Toward a Vision-Language Foundation Model for Medical Data: Multimodal Dataset and Benchmarks for Vietnamese PET/CT Report Generation

Dac Nguyen (University of Illinois at Urbana-Champaign) · Johan Barthelemy (University of Wollongong) · Tien Nguyen (Hanoi University of Science and Technology) · Duc Nguyen The Minh (Hanoi University of Science and Technology) · Trung Thanh Nguyen (Nagoya University) · Truong Thao Nguyen (National Institute of Advanced Science and Technology (AIST)) · Hieu Pham (VinUniversity) · Tran Minh Quan (NVIDIA) · Quoc Viet Hung Nguyen (Griffith University) · Thanh Tam Nguyen (Griffith University) · Mai Son (108 Military Central Hospital) · Chau Anh (Hanoi Medical University) · Thanh Nguyen (108 Military Center Hospital) · Phi Le Nguyen (Hanoi University of Science and Technology)

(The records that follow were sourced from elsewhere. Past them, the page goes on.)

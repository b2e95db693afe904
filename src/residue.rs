//! # Modular square roots
//!
//! Tonelli–Shanks in two widths: a u64 variant on Montgomery arithmetic for
//! factor-base primes (the quadratic sieve calls it once per prime per run),
//! and an arbitrary-precision variant used when splitting rational primes
//! over Z[ω]. Hensel lifting extends a root mod p to roots mod p^e for the
//! sieve's prime-power lanes.
//!
//! ## Reference
//!
//! - Daniel Shanks, "Five Number-Theoretic Algorithms", Proc. 2nd Manitoba
//!   Conference on Numerical Mathematics, 1972.

use crate::sieve::MontgomeryCtx;
use rug::ops::RemRounding;
use rug::Integer;

/// Square root of `a` modulo an odd prime `p` (or p = 2).
///
/// Returns either of ±√a mod p, or `None` when `a` is a non-residue.
/// Requires `p` prime.
pub fn sqrt_mod_u64(a: u64, p: u64) -> Option<u64> {
    if p == 2 {
        return Some(a % 2);
    }
    let a = a % p;
    if a == 0 {
        return Some(0);
    }

    let ctx = MontgomeryCtx::new(p);
    let a_mont = ctx.to_mont(a);
    let one = ctx.one();

    // Euler's criterion: a^((p−1)/2) must be 1
    if ctx.pow_mod(a_mont, (p - 1) / 2) != one {
        return None;
    }

    if p % 4 == 3 {
        return Some(ctx.from_mont(ctx.pow_mod(a_mont, (p + 1) / 4)));
    }

    // Write p − 1 = q·2^s with q odd
    let s = (p - 1).trailing_zeros();
    let q = (p - 1) >> s;

    // Find a quadratic non-residue z
    let mut z = 2u64;
    while ctx.pow_mod(ctx.to_mont(z), (p - 1) / 2) == one {
        z += 1;
    }

    let mut c = ctx.pow_mod(ctx.to_mont(z), q);
    let mut t = ctx.pow_mod(a_mont, q);
    let mut r = ctx.pow_mod(a_mont, (q + 1) / 2);
    let mut m = s;

    while t != one {
        // Least i with t^(2^i) = 1
        let mut i = 0u32;
        let mut t2 = t;
        while t2 != one {
            t2 = ctx.sqr(t2);
            i += 1;
        }
        debug_assert!(i < m, "non-residue slipped past Euler's criterion");

        let mut b = c;
        for _ in 0..(m - i - 1) {
            b = ctx.sqr(b);
        }
        m = i;
        c = ctx.sqr(b);
        t = ctx.mul(t, c);
        r = ctx.mul(r, b);
    }

    Some(ctx.from_mont(r))
}

/// Arbitrary-precision Tonelli–Shanks: √a mod p for odd prime p.
///
/// Returns either root, or `None` for a non-residue. Requires `p` prime.
pub fn sqrt_mod(a: &Integer, p: &Integer) -> Option<Integer> {
    if *p == 2u32 {
        return Some(Integer::from(a.rem_euc(&Integer::from(2u32))));
    }
    let a = Integer::from(a.rem_euc(p));
    if a == 0u32 {
        return Some(Integer::new());
    }

    let p_minus_1 = Integer::from(p - 1u32);
    let half = Integer::from(&p_minus_1 >> 1u32);
    let legendre = a.clone().pow_mod(&half, p).expect("modulus is positive");
    if legendre != 1u32 {
        return None;
    }

    if p.mod_u(4) == 3 {
        let e = Integer::from(p + 1u32) >> 2u32;
        return Some(a.pow_mod(&e, p).expect("modulus is positive"));
    }

    // p − 1 = q·2^s with q odd
    let s = p_minus_1.find_one(0).expect("p > 1");
    let q = Integer::from(&p_minus_1 >> s);

    // Smallest non-residue; two multiplications per candidate keep this cheap
    let mut z = Integer::from(2u32);
    loop {
        let l = z.clone().pow_mod(&half, p).expect("modulus is positive");
        if l != 1u32 {
            break;
        }
        z += 1u32;
    }

    let mut c = z.pow_mod(&q, p).expect("modulus is positive");
    let mut t = a.clone().pow_mod(&q, p).expect("modulus is positive");
    let q_plus = Integer::from(&q + 1u32) >> 1u32;
    let mut r = a.pow_mod(&q_plus, p).expect("modulus is positive");
    let mut m = s;

    while t != 1u32 {
        let mut i = 0u32;
        let mut t2 = t.clone();
        while t2 != 1u32 {
            t2 = t2.clone().pow_mod(&Integer::from(2u32), p).expect("modulus is positive");
            i += 1;
        }
        debug_assert!(i < m, "non-residue slipped past Euler's criterion");

        let mut b = c.clone();
        for _ in 0..(m - i - 1) {
            b = b.clone().pow_mod(&Integer::from(2u32), p).expect("modulus is positive");
        }
        m = i;
        c = b.clone().pow_mod(&Integer::from(2u32), p).expect("modulus is positive");
        t = Integer::from(&t * &c).rem_euc(p).into();
        r = Integer::from(&r * &b).rem_euc(p).into();
    }

    Some(r)
}

/// Modular inverse by extended Euclid; works for any modulus m > 1.
pub fn inv_mod_u64(a: u64, m: u64) -> Option<u64> {
    let (mut r0, mut r1) = (a as i128 % m as i128, m as i128);
    let (mut s0, mut s1) = (1i128, 0i128);
    while r1 != 0 {
        let q = r0 / r1;
        (r0, r1) = (r1, r0 - q * r1);
        (s0, s1) = (s1, s0 - q * s1);
    }
    if r0.abs() != 1 {
        return None;
    }
    // r0 = ±1; fold the sign into the cofactor
    let s = if r0 < 0 { -s0 } else { s0 };
    Some(s.rem_euclid(m as i128) as u64)
}

/// Lift a root of x² ≡ n (mod pe) to a root mod pe·p, for odd p ∤ 2n.
///
/// `r` must satisfy r² ≡ n (mod pe) with r ≢ 0 (mod p); the lifted root is
/// unique in its ± class.
pub fn lift_sqrt(r: u64, n: &Integer, pe: u64, p: u64) -> u64 {
    let pe_next = pe * p;
    let n_red = mod_u64(n, pe_next);
    // r' = r − (r² − n)·(2r)⁻¹  (mod pe·p)
    let f = (r as i128 * r as i128 - n_red as i128).rem_euclid(pe_next as i128) as u64;
    let inv2r = inv_mod_u64(2 * r % pe_next, pe_next)
        .expect("2r is a unit: p is odd and p does not divide n");
    let delta = (f as u128 * inv2r as u128 % pe_next as u128) as u64;
    (r + pe_next - delta) % pe_next
}

/// Nonnegative residue of an `Integer` modulo a u64.
pub fn mod_u64(n: &Integer, m: u64) -> u64 {
    Integer::from(n.rem_euc(&Integer::from(m)))
        .to_u64()
        .expect("euclidean remainder fits the modulus")
}
//! # Euclidean division capability
//!
//! The two division surfaces the crate's carriers share: truncating
//! `quot_rem` and flooring `div_mod_floor`. Rational integers and Eisenstein
//! integers implement it directly; the generic `gcd` below runs on either
//! with static dispatch.
//!
//! Only the flooring form guarantees a remainder strictly smaller than the
//! divisor under the carrier's size measure (absolute value, or the field
//! norm on Z[ω]); `gcd` therefore reduces with `div_mod_floor`.

use rug::Integer;

/// Division with remainder, in the two roundings callers distinguish.
pub trait Euclidean: Sized + Clone {
    /// Quotient rounded toward zero.
    fn quot_rem(&self, divisor: &Self) -> (Self, Self);

    /// Quotient rounded toward −∞ (componentwise for Z[ω]); the remainder
    /// measure strictly decreases, so repeated reduction terminates.
    fn div_mod_floor(&self, divisor: &Self) -> (Self, Self);

    fn is_zero(&self) -> bool;
}

impl Euclidean for Integer {
    fn quot_rem(&self, divisor: &Self) -> (Self, Self) {
        self.clone().div_rem(divisor.clone())
    }

    fn div_mod_floor(&self, divisor: &Self) -> (Self, Self) {
        self.clone().div_rem_floor(divisor.clone())
    }

    fn is_zero(&self) -> bool {
        *self == 0u32
    }
}

/// Euclidean gcd by repeated flooring reduction.
///
/// For Z this agrees with the usual gcd up to sign; for Z[ω] the result is
/// determined up to a unit, as any gcd in a non-ordered ring is.
pub fn gcd<T: Euclidean>(a: &T, b: &T) -> T {
    let mut a = a.clone();
    let mut b = b.clone();
    while !b.is_zero() {
        let (_, r) = a.div_mod_floor(&b);
        a = b;
        b = r;
    }
    a
}
//! # Discrete logarithms in cyclic groups mod m
//!
//! (Z/mZ)* is cyclic for exactly four shapes of modulus: 2, 4, p^k and 2p^k
//! with p an odd prime. `CyclicGroup` classifies the modulus, `MultMod`
//! carries a unit residue, `PrimitiveRoot` a verified generator, and
//! `discrete_log` finds the unique e ∈ [0, ord) with a^e ≡ b (mod m).
//!
//! The prime-power case is reduced by Bach's method: one discrete log in
//! F_p plus an explicit additive lift. θ(x) = (x^φ(p^k) − 1)/p^k, read off
//! modulo p^(2k−1), is a homomorphism from (Z/p^k)* onto Z/p^(k−1) — the
//! (1 + a)(1 + b) = 1 + a + b + ab expansion kills the cross term because
//! a, b ≡ 0 (mod p^k). The two congruences on e are glued with the Chinese
//! remainder combinator; their moduli p − 1 and p^(k−1) are coprime.
//!
//! The F_p base case is baby-step giant-step below 10^8 (meet-in-the-middle
//! on Montgomery u64 arithmetic, smallest exponent wins) and Pollard rho
//! above (the classic three-region walk with a tortoise-and-hare collision
//! and a gcd-prechecked linear-congruence solve, restarted from fresh
//! exponent pairs when the gcd is unusable).
//!
//! ## References
//!
//! - E. Bach, "Discrete Logarithms and Factoring", UCB/CSD-84-186, 1984.
//! - J. Pollard, "Monte Carlo methods for index computation (mod p)",
//!   Mathematics of Computation, 32(143):918–924, 1978.

use crate::crt::chinese;
use crate::factor;
use crate::sieve::{isqrt, MontgomeryCtx};
use rug::ops::{Pow, RemRounding};
use rug::Integer;
use std::collections::HashMap;
use tracing::debug;

/// Primes below this use BSGS; at or above, Pollard rho.
pub const BSGS_LIMIT: u64 = 100_000_000;

/// Default cap on rho starting-pair restarts.
pub const DEFAULT_RHO_ATTEMPTS: u32 = 32;

/// A collision whose exponent gcd exceeds this is discarded as useless.
const RHO_GCD_CAP: u64 = 64;

/// Per-attempt cap on rho iterations.
const RHO_STEP_CAP: u64 = 1 << 26;

/// The four moduli shapes whose unit group is cyclic.
#[derive(Clone, Debug, PartialEq, Eq)]
pub enum CyclicGroup {
    Two,
    Four,
    OddPrimePower { p: Integer, k: u32 },
    TwiceOddPrimePower { p: Integer, k: u32 },
}

impl CyclicGroup {
    /// Classify m, or `None` when (Z/mZ)* is not cyclic.
    pub fn classify(m: &Integer) -> Option<CyclicGroup> {
        if *m == 2u32 {
            return Some(CyclicGroup::Two);
        }
        if *m == 4u32 {
            return Some(CyclicGroup::Four);
        }
        if *m < 3u32 {
            return None;
        }
        let (odd, doubled) = if m.is_even() {
            let half = Integer::from(m >> 1u32);
            if half.is_even() {
                return None; // divisible by 4 and larger than 4
            }
            (half, true)
        } else {
            (m.clone(), false)
        };
        if odd == 1u32 {
            return None;
        }
        let factors = factor::factorise(&odd);
        if factors.len() != 1 {
            return None;
        }
        let (p, k) = factors.into_iter().next().expect("one factor");
        Some(if doubled {
            CyclicGroup::TwiceOddPrimePower { p, k }
        } else {
            CyclicGroup::OddPrimePower { p, k }
        })
    }

    /// The modulus m the group lives in.
    pub fn modulus(&self) -> Integer {
        match self {
            CyclicGroup::Two => Integer::from(2u32),
            CyclicGroup::Four => Integer::from(4u32),
            CyclicGroup::OddPrimePower { p, k } => p.clone().pow(*k),
            CyclicGroup::TwiceOddPrimePower { p, k } => p.clone().pow(*k) * 2u32,
        }
    }

    /// The group order φ(m).
    pub fn order(&self) -> Integer {
        match self {
            CyclicGroup::Two => Integer::from(1u32),
            CyclicGroup::Four => Integer::from(2u32),
            CyclicGroup::OddPrimePower { p, k } | CyclicGroup::TwiceOddPrimePower { p, k } => {
                Integer::from(p - 1u32) * p.clone().pow(*k - 1)
            }
        }
    }
}

/// A residue in [0, m) together with the fact gcd(value, m) = 1.
#[derive(Clone, Debug, PartialEq, Eq)]
pub struct MultMod {
    value: Integer,
    modulus: Integer,
}

impl MultMod {
    /// Reduce into [0, m) and check invertibility; `None` for non-units.
    pub fn new(value: &Integer, modulus: &Integer) -> Option<MultMod> {
        assert!(*modulus >= 1u32, "modulus must be positive");
        let v = Integer::from(value.rem_euc(modulus));
        if v.clone().gcd(modulus) != 1u32 {
            return None;
        }
        Some(MultMod {
            value: v,
            modulus: modulus.clone(),
        })
    }

    pub fn value(&self) -> &Integer {
        &self.value
    }

    pub fn modulus(&self) -> &Integer {
        &self.modulus
    }

    /// value^e mod m for e ≥ 0.
    pub fn pow(&self, e: &Integer) -> Integer {
        self.value
            .clone()
            .pow_mod(e, &self.modulus)
            .expect("nonnegative exponent")
    }
}

/// A verified generator of a cyclic group.
#[derive(Clone, Debug)]
pub struct PrimitiveRoot {
    residue: MultMod,
}

impl PrimitiveRoot {
    /// Run the primitive-root test for r in the given group.
    ///
    /// r generates (Z/p^kZ)* iff gcd(r, p) = 1, r^((p−1)/q) ≢ 1 (mod p) for
    /// every prime q | p − 1, and — for k ≥ 2 — r^(p−1) ≢ 1 (mod p²). For
    /// 2p^k, r must additionally be odd, which the unit check subsumes.
    pub fn new(r: &Integer, group: &CyclicGroup) -> Option<PrimitiveRoot> {
        let m = group.modulus();
        let residue = MultMod::new(r, &m)?;
        match group {
            CyclicGroup::Two => {} // the trivial group: every unit generates
            CyclicGroup::Four => {
                if residue.value != 3u32 {
                    return None;
                }
            }
            CyclicGroup::OddPrimePower { p, k }
            | CyclicGroup::TwiceOddPrimePower { p, k } => {
                let p_minus_1 = Integer::from(p - 1u32);
                for (q, _) in factor::factorise(&p_minus_1) {
                    let e = Integer::from(&p_minus_1 / &q);
                    let power = r.clone().pow_mod(&e, p).expect("positive modulus");
                    if power == 1u32 {
                        return None;
                    }
                }
                if *k >= 2 {
                    let p2 = Integer::from(p * p);
                    let power = r.clone().pow_mod(&p_minus_1, &p2).expect("positive modulus");
                    if power == 1u32 {
                        return None;
                    }
                }
            }
        }
        Some(PrimitiveRoot { residue })
    }

    pub fn residue(&self) -> &MultMod {
        &self.residue
    }
}

/// The smallest primitive root of the group.
///
/// # Panics
/// Panics if the search runs past the modulus — impossible for a genuinely
/// cyclic group.
pub fn find_primitive_root(group: &CyclicGroup) -> PrimitiveRoot {
    let m = group.modulus();
    let mut r = Integer::from(1u32);
    while r < m {
        if let Some(root) = PrimitiveRoot::new(&r, group) {
            return root;
        }
        r += 1u32;
    }
    panic!("no primitive root below {} — group is not cyclic", m);
}

/// The unique e ∈ [0, ord(a)) with a^e ≡ b (mod m).
///
/// # Panics
/// Panics if base and target belong to different moduli, or when the rho
/// restart budget is exhausted (see [`discrete_log_with_budget`] for the
/// recoverable form).
pub fn discrete_log(group: &CyclicGroup, base: &PrimitiveRoot, target: &MultMod) -> Integer {
    discrete_log_with_budget(group, base, target, DEFAULT_RHO_ATTEMPTS)
        .expect("rho restart budget exhausted; retry with a larger budget")
}

/// [`discrete_log`] with an explicit cap on Pollard-rho starting pairs;
/// `None` when every restart was spent without a usable collision.
pub fn discrete_log_with_budget(
    group: &CyclicGroup,
    base: &PrimitiveRoot,
    target: &MultMod,
    rho_attempts: u32,
) -> Option<Integer> {
    let m = group.modulus();
    assert_eq!(
        *base.residue().modulus(),
        m,
        "base belongs to a different group"
    );
    assert_eq!(*target.modulus(), m, "target belongs to a different group");

    match group {
        CyclicGroup::Two => Some(Integer::new()),
        CyclicGroup::Four => Some(if *target.value() == 1u32 {
            Integer::new()
        } else {
            Integer::from(1u32)
        }),
        CyclicGroup::OddPrimePower { p, k } => bach_dlog(
            p,
            *k,
            base.residue().value(),
            target.value(),
            rho_attempts,
        ),
        CyclicGroup::TwiceOddPrimePower { p, k } => {
            // t ↦ t mod p^k is an isomorphism onto (Z/p^kZ)*
            let pk = p.clone().pow(*k);
            let a = Integer::from(base.residue().value().rem_euc(&pk));
            let b = Integer::from(target.value().rem_euc(&pk));
            bach_dlog(p, *k, &a, &b, rho_attempts)
        }
    }
}

/// Discrete log mod p^k by Bach reduction.
fn bach_dlog(p: &Integer, k: u32, a: &Integer, b: &Integer, rho_attempts: u32) -> Option<Integer> {
    let a1 = Integer::from(a.rem_euc(p));
    let b1 = Integer::from(b.rem_euc(p));
    let e0 = fp_dlog(p, &a1, &b1, rho_attempts)?;
    if k == 1 {
        return Some(e0);
    }

    let pk = p.clone().pow(k);
    let pk1 = p.clone().pow(k - 1);
    let p2k1 = p.clone().pow(2 * k - 1);
    let phi = Integer::from(&pk - &pk1);

    let theta = |x: &Integer| -> Integer {
        let xe = x.clone().pow_mod(&phi, &p2k1).expect("positive modulus");
        // x^φ ≡ 1 (mod p^k), so the division is exact; the quotient is a
        // well-defined element of Z/p^(k−1)
        Integer::from(&xe - 1u32) / &pk
    };

    let ta = theta(a);
    let tb = theta(b);
    let ta_inv = ta
        .invert(&pk1)
        .expect("θ(a) is a unit mod p^(k−1) for a primitive root a");
    let c = Integer::from(&ta_inv * &tb).rem_euc(&pk1);

    let p_minus_1 = Integer::from(p - 1u32);
    let (e, _lcm) = chinese((&e0, &p_minus_1), (&Integer::from(c), &pk1))
        .expect("p − 1 and p^(k−1) are coprime");
    Some(e)
}

/// Base case: a^e ≡ b (mod p) for an odd prime p and primitive root a.
fn fp_dlog(p: &Integer, a: &Integer, b: &Integer, rho_attempts: u32) -> Option<Integer> {
    if *b == 1u32 {
        return Some(Integer::new());
    }
    match p.to_u64() {
        Some(pu) if pu < BSGS_LIMIT => {
            let au = a.to_u64().expect("reduced residue fits");
            let bu = b.to_u64().expect("reduced residue fits");
            let e = bsgs(au, bu, pu, pu - 1)
                .expect("a primitive root reaches every unit residue");
            Some(Integer::from(e))
        }
        _ => rho_dlog(p, a, b, rho_attempts),
    }
}

/// Baby-step giant-step: smallest x in [0, order) with base^x ≡ target.
///
/// Montgomery arithmetic throughout; the baby-step table keeps the first
/// (smallest) exponent per value, so the returned collision is minimal.
fn bsgs(base: u64, target: u64, p: u64, order: u64) -> Option<u64> {
    let m = isqrt(order.saturating_sub(1)) + 1; // ⌈√order⌉
    let ctx = MontgomeryCtx::new(p);
    let base_mont = ctx.to_mont(base % p);
    let target_mont = ctx.to_mont(target % p);

    let mut table = HashMap::with_capacity(m as usize);
    let mut power = ctx.one();
    for j in 0..m {
        table.entry(power).or_insert(j);
        power = ctx.mul(power, base_mont);
    }

    let base_inv = ctx.mod_inverse(base_mont)?;
    let giant = ctx.pow_mod(base_inv, m);

    let mut gamma = target_mont;
    for i in 0..=m {
        if let Some(&j) = table.get(&gamma) {
            let x = i * m + j;
            if x < order {
                return Some(x);
            }
        }
        gamma = ctx.mul(gamma, giant);
    }
    None
}

/// Pollard rho with the standard three-region walk.
///
/// State x = a^α·b^β advances by x², a·x or b·x according to x mod 3; a
/// Floyd collision yields α₁ + eβ₁ ≡ α₂ + eβ₂ (mod p−1), solved as a linear
/// congruence after a gcd precheck. Starting pairs (α₀, β₀) vary per
/// attempt, deterministically.
fn rho_dlog(p: &Integer, a: &Integer, b: &Integer, attempts: u32) -> Option<Integer> {
    let n_ord = Integer::from(p - 1u32);

    for attempt in 0..attempts {
        let alpha0 = Integer::from(attempt + 1);
        let beta0 = Integer::from(2 * attempt + 1);
        let x0 = Integer::from(
            a.clone().pow_mod(&alpha0, p).expect("positive modulus")
                * b.clone().pow_mod(&beta0, p).expect("positive modulus"),
        ) % p;

        let mut slow = (x0.clone(), alpha0.clone(), beta0.clone());
        let mut fast = (x0, alpha0, beta0);

        let mut found = None;
        for _ in 0..RHO_STEP_CAP {
            slow = rho_step(slow, a, b, p, &n_ord);
            fast = rho_step(rho_step(fast, a, b, p, &n_ord), a, b, p, &n_ord);
            if slow.0 == fast.0 {
                found = Some((slow.clone(), fast.clone()));
                break;
            }
        }
        let Some(((_, a1, b1), (_, a2, b2))) = found else {
            debug!(attempt, "rho walk hit the step cap without colliding");
            continue;
        };

        // e·(β₁ − β₂) ≡ α₂ − α₁ (mod p − 1)
        let dbeta = Integer::from(&b1 - &b2).rem_euc(&n_ord);
        let dalpha = Integer::from(&a2 - &a1).rem_euc(&n_ord);
        let dbeta = Integer::from(dbeta);
        let dalpha = Integer::from(dalpha);
        if dbeta == 0u32 {
            debug!(attempt, "degenerate collision (Δβ = 0), restarting");
            continue;
        }
        let g = dbeta.clone().gcd(&n_ord);
        let g_small = match g.to_u64() {
            Some(v) if v <= RHO_GCD_CAP => v,
            _ => {
                debug!(attempt, "collision gcd too large, restarting");
                continue;
            }
        };

        if !dalpha.is_divisible(&g) {
            debug!(attempt, "inconsistent collision, restarting");
            continue;
        }
        let n_g = Integer::from(&n_ord / &g);
        let db_g = Integer::from(&dbeta / &g);
        let da_g = Integer::from(&dalpha / &g);
        let inv = db_g
            .invert(&n_g)
            .expect("Δβ/g is a unit mod (p−1)/g by construction");
        let e_base = Integer::from(&da_g * &inv).rem_euc(&n_g);
        let e_base = Integer::from(e_base);

        // one of the g lifts is the true exponent
        for i in 0..g_small {
            let cand = Integer::from(&e_base + Integer::from(&n_g * i));
            let check = a.clone().pow_mod(&cand, p).expect("positive modulus");
            if check == *b {
                return Some(cand);
            }
        }
        debug!(attempt, "no lift verified, restarting");
    }
    None
}

type RhoState = (Integer, Integer, Integer);

fn rho_step(state: RhoState, a: &Integer, b: &Integer, p: &Integer, n_ord: &Integer) -> RhoState {
    let (x, alpha, beta) = state;
    match x.mod_u(3) {
        0 => (
            Integer::from(&x * &x) % p,
            Integer::from(&alpha * 2u32) % n_ord,
            Integer::from(&beta * 2u32) % n_ord,
        ),
        1 => (
            Integer::from(&x * a) % p,
            Integer::from(&alpha + 1u32) % n_ord,
            beta,
        ),
        _ => (
            Integer::from(&x * b) % p,
            alpha,
            Integer::from(&beta + 1u32) % n_ord,
        ),
    }
}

benchmark evaluationclinical utilitycross-modal reasoningdata augmentationexpert-validated test setsfunctional imaging tasksimaging modalitieslow-resource languagesmedical imagingmedical report generationmultilingual clinical datamultimodal datasetspet/ct volumesvision-language modelsvisual question answering

Vision-Language Foundation Models (VLMs), trained on large-scale multimodal datasets, have driven significant advances in Artificial Intelligence (AI) by enabling rich cross-modal reasoning. Despite their success in general domains, applying these models to medical imaging remains challenging due to the limited availability of diverse imaging modalities and multilingual clinical data. Most existing medical VLMs are trained on a subset of imaging modalities and focus primarily on high-resource languages, thus limiting their generalizability and clinical utility. To address these limitations, we introduce a novel Vietnamese-language multimodal medical dataset consisting of 2,757 whole-body PET/CT volumes from independent patients and their corresponding full-length clinical reports. This dataset is designed to fill two pressing gaps in medical AI development: (1) the lack of PET/CT imaging data in existing VLMs training corpora, which hinders the development of models capable of handling functional imaging tasks; and (2) the underrepresentation of low-resource languages, particularly the Vietnamese language, in medical vision-language research. To the best of our knowledge, this is the first dataset to provide comprehensive PET/CT-report pairs in Vietnamese. We further introduce a training framework to enhance VLMs' learning, including data augmentation and expert-validated test sets. We conduct comprehensive experiments benchmarking state-of-the-art VLMs on downstream tasks, including medical report generation and visual question answering. The experimental results show that incorporating our dataset significantly improves the performance of existing VLMs. However, despite these advancements, the models still underperform on clinically critical criteria, particularly the diagnosis of lung cancer, indicating substantial room for future improvement. We believe this dataset and benchmark will serve as a pivotal step in advancing the development of more robust VLMs for medical imaging, particularly in low-resource languages, and improving their clinical relevance in Vietnamese healthcare.